Data items:
BEGIN

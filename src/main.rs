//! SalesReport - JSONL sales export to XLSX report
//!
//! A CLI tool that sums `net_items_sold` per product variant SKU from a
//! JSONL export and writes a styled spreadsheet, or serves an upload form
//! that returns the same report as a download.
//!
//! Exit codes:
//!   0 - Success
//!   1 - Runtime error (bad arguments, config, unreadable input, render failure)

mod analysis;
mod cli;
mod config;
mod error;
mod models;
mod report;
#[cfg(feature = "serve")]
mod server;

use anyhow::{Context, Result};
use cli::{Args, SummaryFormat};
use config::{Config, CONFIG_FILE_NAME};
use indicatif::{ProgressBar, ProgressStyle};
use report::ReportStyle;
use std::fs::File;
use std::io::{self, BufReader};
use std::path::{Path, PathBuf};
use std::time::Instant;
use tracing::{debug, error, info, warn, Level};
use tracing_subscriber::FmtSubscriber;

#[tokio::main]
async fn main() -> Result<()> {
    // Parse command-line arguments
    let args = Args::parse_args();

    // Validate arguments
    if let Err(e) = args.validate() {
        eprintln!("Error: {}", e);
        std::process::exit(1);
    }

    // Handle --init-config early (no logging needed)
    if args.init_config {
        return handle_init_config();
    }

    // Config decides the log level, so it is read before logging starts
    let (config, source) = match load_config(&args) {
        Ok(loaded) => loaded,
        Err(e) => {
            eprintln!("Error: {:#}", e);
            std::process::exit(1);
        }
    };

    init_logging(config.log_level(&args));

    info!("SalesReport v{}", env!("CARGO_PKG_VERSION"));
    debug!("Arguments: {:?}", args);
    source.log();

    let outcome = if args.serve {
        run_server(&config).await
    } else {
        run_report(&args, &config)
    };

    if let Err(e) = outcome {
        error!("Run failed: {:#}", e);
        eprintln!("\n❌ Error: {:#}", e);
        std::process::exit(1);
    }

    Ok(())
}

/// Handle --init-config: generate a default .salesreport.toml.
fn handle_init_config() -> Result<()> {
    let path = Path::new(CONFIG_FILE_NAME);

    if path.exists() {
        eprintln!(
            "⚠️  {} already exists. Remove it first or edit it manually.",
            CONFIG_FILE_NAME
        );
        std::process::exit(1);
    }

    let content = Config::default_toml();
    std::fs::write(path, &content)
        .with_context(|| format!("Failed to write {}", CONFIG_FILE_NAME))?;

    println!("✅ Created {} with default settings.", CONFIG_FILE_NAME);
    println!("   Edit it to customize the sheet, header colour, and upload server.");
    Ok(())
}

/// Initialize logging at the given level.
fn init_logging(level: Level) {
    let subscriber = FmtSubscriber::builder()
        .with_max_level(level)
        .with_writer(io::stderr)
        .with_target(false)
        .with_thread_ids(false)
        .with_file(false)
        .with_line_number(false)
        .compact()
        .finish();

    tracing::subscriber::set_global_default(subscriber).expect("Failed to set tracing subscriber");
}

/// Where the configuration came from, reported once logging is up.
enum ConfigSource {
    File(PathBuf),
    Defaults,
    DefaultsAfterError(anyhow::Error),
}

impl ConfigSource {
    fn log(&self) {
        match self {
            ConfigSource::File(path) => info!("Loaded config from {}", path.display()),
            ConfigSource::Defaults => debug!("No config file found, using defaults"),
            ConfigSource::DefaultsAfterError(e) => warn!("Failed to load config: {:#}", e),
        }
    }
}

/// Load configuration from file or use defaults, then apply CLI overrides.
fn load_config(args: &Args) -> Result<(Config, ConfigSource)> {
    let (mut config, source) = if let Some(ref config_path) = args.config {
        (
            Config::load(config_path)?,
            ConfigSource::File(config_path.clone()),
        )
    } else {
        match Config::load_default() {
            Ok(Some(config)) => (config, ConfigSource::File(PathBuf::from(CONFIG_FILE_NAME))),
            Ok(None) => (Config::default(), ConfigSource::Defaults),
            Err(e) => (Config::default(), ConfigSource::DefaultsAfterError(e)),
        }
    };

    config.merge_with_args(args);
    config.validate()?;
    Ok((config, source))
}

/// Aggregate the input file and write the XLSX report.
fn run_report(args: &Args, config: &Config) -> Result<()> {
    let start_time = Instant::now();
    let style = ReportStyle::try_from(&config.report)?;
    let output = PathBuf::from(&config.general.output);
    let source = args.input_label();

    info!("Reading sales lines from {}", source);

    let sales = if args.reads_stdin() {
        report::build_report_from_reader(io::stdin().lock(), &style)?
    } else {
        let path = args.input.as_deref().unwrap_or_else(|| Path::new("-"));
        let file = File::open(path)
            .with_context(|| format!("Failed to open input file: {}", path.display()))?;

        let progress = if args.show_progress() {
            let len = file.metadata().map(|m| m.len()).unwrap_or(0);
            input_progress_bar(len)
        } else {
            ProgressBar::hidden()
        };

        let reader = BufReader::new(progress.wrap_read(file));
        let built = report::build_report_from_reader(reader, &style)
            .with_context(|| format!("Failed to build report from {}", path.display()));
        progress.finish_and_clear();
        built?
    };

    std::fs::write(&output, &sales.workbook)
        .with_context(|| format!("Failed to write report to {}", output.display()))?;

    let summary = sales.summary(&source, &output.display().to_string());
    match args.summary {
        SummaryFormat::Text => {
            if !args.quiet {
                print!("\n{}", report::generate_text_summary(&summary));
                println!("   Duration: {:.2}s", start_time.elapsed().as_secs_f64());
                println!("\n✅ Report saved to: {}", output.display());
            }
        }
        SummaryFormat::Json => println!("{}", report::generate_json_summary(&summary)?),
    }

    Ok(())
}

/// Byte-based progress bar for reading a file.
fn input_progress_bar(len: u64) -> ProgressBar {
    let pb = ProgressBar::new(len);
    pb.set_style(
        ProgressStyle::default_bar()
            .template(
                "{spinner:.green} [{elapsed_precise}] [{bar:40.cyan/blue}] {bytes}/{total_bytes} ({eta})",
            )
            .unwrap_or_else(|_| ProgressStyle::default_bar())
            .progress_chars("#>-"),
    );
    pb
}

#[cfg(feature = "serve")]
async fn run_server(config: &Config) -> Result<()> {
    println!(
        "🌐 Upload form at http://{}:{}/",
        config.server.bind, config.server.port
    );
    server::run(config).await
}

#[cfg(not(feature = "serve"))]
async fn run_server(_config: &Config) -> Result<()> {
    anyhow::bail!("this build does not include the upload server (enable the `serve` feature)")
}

END

TASK DIRECTIONS: Your task is to transcribe all of the entries word for word.

RESPONSE TO THIS TASK:
filename src/main.rs
//! SalesReport - JSONL sales export to XLSX report
//!
//! A CLI tool that sums `net_items_sold` per product variant SKU from a
//! JSONL export and writes a styled spreadsheet, or serves an upload form
//! that returns the same report as a download.
//!
//! Exit codes:
//!   0 - Success
//!   1 - Runtime error (bad arguments, config, unreadable input, render failure)

mod analysis;
mod cli;
mod config;
mod error;
mod models;
mod report;
#[cfg(feature = "serve")]
mod server;

use anyhow::{Context, Result};
use cli::{Args, SummaryFormat};
use config::{Config, CONFIG_FILE_NAME};
use indicatif::{ProgressBar, ProgressStyle};
use report::ReportStyle;
use std::fs::File;
use std::io::{self, BufReader};
use std::path::{Path, PathBuf};
use std::time::Instant;
use tracing::{debug, error, info, warn, Level};
use tracing_subscriber::FmtSubscriber;

#[tokio::main]
async fn main() -> Result<()> {
    // Parse command-line arguments
    let args = Args::parse_args();

    // Validate arguments
    if let Err(e) = args.validate() {
        eprintln!("Error: {}", e);
        std::process::exit(1);
    }

    // Handle --init-config early (no logging needed)
    if args.init_config {
        return handle_init_config();
    }

    // Config decides the log level, so it is read before logging starts
    let (config, source) = match load_config(&args) {
        Ok(loaded) => loaded,
        Err(e) => {
            eprintln!("Error: {:#}", e);
            std::process::exit(1);
        }
    };

    init_logging(config.log_level(&args));

    info!("SalesReport v{}", env!("CARGO_PKG_VERSION"));
    debug!("Arguments: {:?}", args);
    source.log();

    let outcome = if args.serve {
        run_server(&config).await
    } else {
        run_report(&args, &config)
    };

    if let Err(e) = outcome {
        error!("Run failed: {:#}", e);
        eprintln!("\n❌ Error: {:#}", e);
        std::process::exit(1);
    }

    Ok(())
}

/// Handle --init-config: generate a default .salesreport.toml.
fn handle_init_config() -> Result<()> {
    let path = Path::new(CONFIG_FILE_NAME);

    if path.exists() {
        eprintln!(
            "⚠️  {} already exists. Remove it first or edit it manually.",
            CONFIG_FILE_NAME
        );
        std::process::exit(1);
    }

    let content = Config::default_toml();
    std::fs::write(path, &content)
        .with_context(|| format!("Failed to write {}", CONFIG_FILE_NAME))?;

    println!("✅ Created {} with default settings.", CONFIG_FILE_NAME);
    println!("   Edit it to customize the sheet, header colour, and upload server.");
    Ok(())
}

/// Initialize logging at the given level.
fn init_logging(level: Level) {
    let subscriber = FmtSubscriber::builder()
        .with_max_level(level)
        .with_writer(io::stderr)
        .with_target(false)
        .with_thread_ids(false)
        .with_file(false)
        .with_line_number(false)
        .compact()
        .finish();

    tracing::subscriber::set_global_default(subscriber).expect("Failed to set tracing subscriber");
}

/// Where the configuration came from, reported once logging is up.
enum ConfigSource {
    File(PathBuf),
    Defaults,
    DefaultsAfterError(anyhow::Error),
}

impl ConfigSource {
    fn log(&self) {
        match self {
            ConfigSource::File(path) => info!("Loaded config from {}", path.display()),
            ConfigSource::Defaults => debug!("No config file found, using defaults"),
            ConfigSource::DefaultsAfterError(e) => warn!("Failed to load config: {:#}", e),
        }
    }
}

/// Load configuration from file or use defaults, then apply CLI overrides.
fn load_config(args: &Args) -> Result<(Config, ConfigSource)> {
    let (mut config, source) = if let Some(ref config_path) = args.config {
        (
            Config::load(config_path)?,
            ConfigSource::File(config_path.clone()),
        )
    } else {
        match Config::load_default() {
            Ok(Some(config)) => (config, ConfigSource::File(PathBuf::from(CONFIG_FILE_NAME))),
            Ok(None) => (Config::default(), ConfigSource::Defaults),
            Err(e) => (Config::default(), ConfigSource::DefaultsAfterError(e)),
        }
    };

    config.merge_with_args(args);
    config.validate()?;
    Ok((config, source))
}

/// Aggregate the input file and write the XLSX report.
fn run_report(args: &Args, config: &Config) -> Result<()> {
    let start_time = Instant::now();
    let style = ReportStyle::try_from(&config.report)?;
    let output = PathBuf::from(&config.general.output);
    let source = args.input_label();

    info!("Reading sales lines from {}", source);

    let sales = if args.reads_stdin() {
        report::build_report_from_reader(io::stdin().lock(), &style)?
    } else {
        let path = args.input.as_deref().unwrap_or_else(|| Path::new("-"));
        let file = File::open(path)
            .with_context(|| format!("Failed to open input file: {}", path.display()))?;

        let progress = if args.show_progress() {
            let len = file.metadata().map(|m| m.len()).unwrap_or(0);
            input_progress_bar(len)
        } else {
            ProgressBar::hidden()
        };

        let reader = BufReader::new(progress.wrap_read(file));
        let built = report::build_report_from_reader(reader, &style)
            .with_context(|| format!("Failed to build report from {}", path.display()));
        progress.finish_and_clear();
        built?
    };

    std::fs::write(&output, &sales.workbook)
        .with_context(|| format!("Failed to write report to {}", output.display()))?;

    let summary = sales.summary(&source, &output.display().to_string());
    match args.summary {
        SummaryFormat::Text => {
            if !args.quiet {
                print!("\n{}", report::generate_text_summary(&summary));
                println!("   Duration: {:.2}s", start_time.elapsed().as_secs_f64());
                println!("\n✅ Report saved to: {}", output.display());
            }
        }
        SummaryFormat::Json => println!("{}", report::generate_json_summary(&summary)?),
    }

    Ok(())
}

/// Byte-based progress bar for reading a file.
fn input_progress_bar(len: u64) -> ProgressBar {
    let pb = ProgressBar::new(len);
    pb.set_style(
        ProgressStyle::default_bar()
            .template(
                "{spinner:.green} [{elapsed_precise}] [{bar:40.cyan/blue}] {bytes}/{total_bytes} ({eta})",
            )
            .unwrap_or_else(|_| ProgressStyle::default_bar())
            .progress_chars("#>-"),
    );
    pb
}

#[cfg(feature = "serve")]
async fn run_server(config: &Config) -> Result<()> {
    println!(
        "🌐 Upload form at http://{}:{}/",
        config.server.bind, config.server.port
    );
    server::run(config).await
}

#[cfg(not(feature = "serve"))]
async fn run_server(_config: &Config) -> Result<()> {
    anyhow::bail!("this build does not include the upload server (enable the `serve` feature)")
}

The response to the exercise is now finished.